Menurut WHO, remaja adalah mereka yang masuk rentang usia 10-19 tahum. Remaja merupakan salah satu kelompok yang sangat rentan untuk terinfeksi HIV, oleh karena itu remaja harus menjadi fokus dari strategi pencegahan HIV/AIDS. Kecamatan Ciamis merupakan kecamatan dengan jumlah kasus HIV/AIDS tertinggi di Kabupaten Ciamis. Terdapat dua sekolah tingkat SMP di wilayah tersebut yaitu SMP Negeri 1 Ciamis dan SMP Negeri 4 Ciamis. Kemudian setelah dilakukan survey awal ke dua sekolah tersebut, tingkat pengetahuan yang paling rendah mengenai HIV/AIDS terdapat di SMP Negeri 4 Ciamis. Oleh karena itu, peneliti mengambil lokasi penelitian di SMP Negeri 4 Ciamis. Berdasarkan hasil survey awal yang dilakukan terhadap 18 siswa kelas VIII SMP Negeri 4 Ciamis, pengetahuan mereka mengenai HIV/AIDS masih tergolong rendah, terutama mengenai penularan, cara penularan dari virus HIV dan juga cara pencegahan penularan virus HIV.
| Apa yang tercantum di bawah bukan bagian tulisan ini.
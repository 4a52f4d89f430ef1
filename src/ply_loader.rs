use std::{
    fs::File,
    io::{BufReader, Read},
    path::Path,
};

use eyre::{eyre, Result};
use flate2::read::GzDecoder;
use glam::Vec3;
use ply_rs::ply;
use smallvec::SmallVec;

use crate::mesh::BasicMesh;

struct PlyVertex {
    pos: Vec3,
}

impl ply::PropertyAccess for PlyVertex {
    fn new() -> Self {
        PlyVertex { pos: Vec3::ZERO }
    }

    fn set_property(&mut self, key: String, property: ply::Property) {
        match (key.as_ref(), property) {
            ("x", ply::Property::Float(v)) => self.pos.x = v,
            ("y", ply::Property::Float(v)) => self.pos.y = v,
            ("z", ply::Property::Float(v)) => self.pos.z = v,
            // Normals, uvs and colors are irrelevant for raycasting
            _ => (),
        }
    }
}

struct PlyFace {
    indices: SmallVec<[i32; 4]>,
}

impl ply::PropertyAccess for PlyFace {
    fn new() -> Self {
        PlyFace {
            indices: SmallVec::new(),
        }
    }

    fn set_property(&mut self, key: String, property: ply::Property) {
        match (key.as_ref(), property) {
            ("vertex_indices", ply::Property::ListInt(vec)) => {
                self.indices.extend(vec);
            }
            ("vertex_indices", ply::Property::ListUInt(vec)) => {
                self.indices.extend(vec.into_iter().map(|i| i as i32));
            }
            ("vertex_indices", ply::Property::ListUChar(vec)) => {
                self.indices.extend(vec.into_iter().map(|i| i as i32));
            }
            (k, _) => eprintln!("Face: Unexpected key/value combination: key: {}", k),
        }
    }
}

/// A whole triangle strip; `-1` entries restart the strip.
struct PlyStrip {
    indices: Vec<i32>,
}

impl ply::PropertyAccess for PlyStrip {
    fn new() -> Self {
        PlyStrip {
            indices: Vec::new(),
        }
    }

    fn set_property(&mut self, key: String, property: ply::Property) {
        match (key.as_ref(), property) {
            ("vertex_indices", ply::Property::ListInt(vec)) => {
                self.indices.extend(vec);
            }
            (k, _) => eprintln!("Strip: Unexpected key/value combination: key: {}", k),
        }
    }
}

/// Converts strip runs into a triangle list, flipping the winding of every
/// other face so the normals stay consistent.
fn flatten_strips(strip: &[i32], indices: &mut Vec<u32>) {
    for run in strip.split(|&v| v < 0) {
        for j in 0..run.len().saturating_sub(2) {
            let (a, b, c) = (run[j] as u32, run[j + 1] as u32, run[j + 2] as u32);
            if j % 2 == 0 {
                indices.extend([a, b, c]);
            } else {
                indices.extend([a, c, b]);
            }
        }
    }
}

/// Loads a PLY mesh (binary or ASCII, optionally gzipped) with either
/// `face` triangle/quad lists or `tristrips` elements. With `normalize`
/// the mesh is shifted so its lowest point sits at `y = 0` with `x` and
/// `z` centered, and scaled to fit a unit-length bounding box.
pub fn load_ply_mesh(path: &Path, normalize: bool) -> Result<BasicMesh> {
    let file = File::open(path)?;
    let mut reader = BufReader::new(file);

    let mut bytes = Vec::new();
    if path.extension().and_then(|e| e.to_str()) == Some("gz") {
        GzDecoder::new(reader).read_to_end(&mut bytes)?;
    } else {
        reader.read_to_end(&mut bytes)?;
    }

    let header_parser = ply_rs::parser::Parser::<ply::DefaultElement>::new();
    let mut cursor = bytes.as_slice();
    let header = header_parser.read_header(&mut cursor)?;

    let vertex_parser = ply_rs::parser::Parser::<PlyVertex>::new();
    let face_parser = ply_rs::parser::Parser::<PlyFace>::new();
    let strip_parser = ply_rs::parser::Parser::<PlyStrip>::new();

    let mut positions: Vec<Vec3> = Vec::new();
    let mut indices: Vec<u32> = Vec::new();

    for (_, element) in &header.elements {
        match element.name.as_ref() {
            "vertex" => {
                let vertices =
                    vertex_parser.read_payload_for_element(&mut cursor, element, &header)?;
                positions = vertices.iter().map(|v| v.pos).collect();
            }
            "face" => {
                let faces =
                    face_parser.read_payload_for_element(&mut cursor, element, &header)?;
                for face in faces {
                    match face.indices.as_slice() {
                        [a, b, c] => indices.extend([*a as u32, *b as u32, *c as u32]),
                        [a, b, c, d] => {
                            // Fan-triangulated quad
                            indices.extend([*a as u32, *b as u32, *c as u32]);
                            indices.extend([*a as u32, *c as u32, *d as u32]);
                        }
                        other => {
                            return Err(eyre!("unsupported PLY face length {}", other.len()))
                        }
                    }
                }
            }
            "tristrips" => {
                let strips =
                    strip_parser.read_payload_for_element(&mut cursor, element, &header)?;
                for strip in strips {
                    flatten_strips(&strip.indices, &mut indices);
                }
            }
            other => log::debug!("skipping PLY element '{other}'"),
        }
    }

    if positions.is_empty() || indices.len() < 3 {
        return Err(eyre!("PLY mesh has no triangles"));
    }
    if indices.iter().any(|&i| i as usize >= positions.len()) {
        return Err(eyre!("PLY face index out of range"));
    }

    if normalize {
        normalize_vertices(&mut positions);
    }

    Ok(BasicMesh::new(positions, indices))
}

/// Rests the mesh on the `y = 0` plane, centered in `x` and `z`, and
/// scaled so the largest extent becomes unit length.
fn normalize_vertices(positions: &mut [Vec3]) {
    let (mut min, mut max) = (Vec3::splat(f32::MAX), Vec3::splat(f32::MIN));
    for p in positions.iter() {
        min = min.min(*p);
        max = max.max(*p);
    }

    let center = (min + max) / 2.;
    let size = max - min;
    let scale = 1. / size.max_element().max(f32::MIN_POSITIVE);

    for p in positions.iter_mut() {
        p.x -= center.x;
        p.y -= min.y;
        p.z -= center.z;
        *p *= scale;
    }
}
Kemudian berdasarkan hasil wawancara dengan siswa/siswi kelas VIII, menyatakan bahwa di SMP tersebut belum pernah dilakukan penyluhan mengani HIV/AIDS serta tidak ada organisasi Pelayanan Informasi dan Konseling Remaja (PIK-R) sebagai wadah atau tempat agar remaja dapat memeroleh informasi mengenai kesehatan reproduksi salah satunya mengenai HIV/AIDS. Menanggapi hal itu, Bupati Ciamis Herdiat Sunarya menyampaikan bahwa penanggulangan HIV/AIDS menjadi tugas semua pihak tidak cukup hanya oleh pemerintah daerah. Bupati melanjutkan langkah pertama yang dilakukan adalah meniadakan atau mencegah munculnya kasus baru. Salah satu caranya yaitu dengan
melibatkan semua masyarakat untuk sosialisasi dan diberikan pemahaman tentang bahaya nya penyakit HIV/AIDS. Selanjutnya langkah yang kedua adalah mencegah jatuhnya korban atau kematian akibat penyakit tersebut. Kemudian langkah yang terakhir adalah menghilangkan stigma diksriminasi di masyarakat terhadap para penderita HIV/AIDS. Penting untuk dilakukan pendidikan kesehatan untuk meningkatkan pengetahuan remaja mengenai HIV/AIDS dengan pendidikan seksual. Pendidikan seksual adalah pendekatan yang terstruktur untuk memberikan informasi yang akurat mengenai berbagai aspek seksualitas. Pentingnya pendidikan seksual untuk mencegah infeksi menular seksual dan kehamilan yang tidak diinginkan, dengan memahami cara kerja alat perlindungan dan pentingnya penggunaan secara konsisten, individu lebih mungkin untuk mengurangi risiko penularan HIV/AIDS dan kehamilan yang tidak diinginkan. Meningkatkan kesehatan reproduksi, Pengetahuan tentang siklus menstruasi, kontrasepsi, dan penyakit reproduksi penting untuk kesehatan reproduksi. Memenuhi kebutuhan informasi yang akurat, tanpa pendidikan seksual formal, banyak individu mengandalkan informasi yang tidak akurat contohnya dari teman sebaya, media sosial, dan sumber lainnya yang mungkin tidak dapat dipercaya. Tidak semua program pendidikan seksual memiliki kualitas yang sama. Kualitas dan cakupan pendidikan seksual sangat bervariasi, dan kesenjangan ini dapat memengaruhi efektivitas program.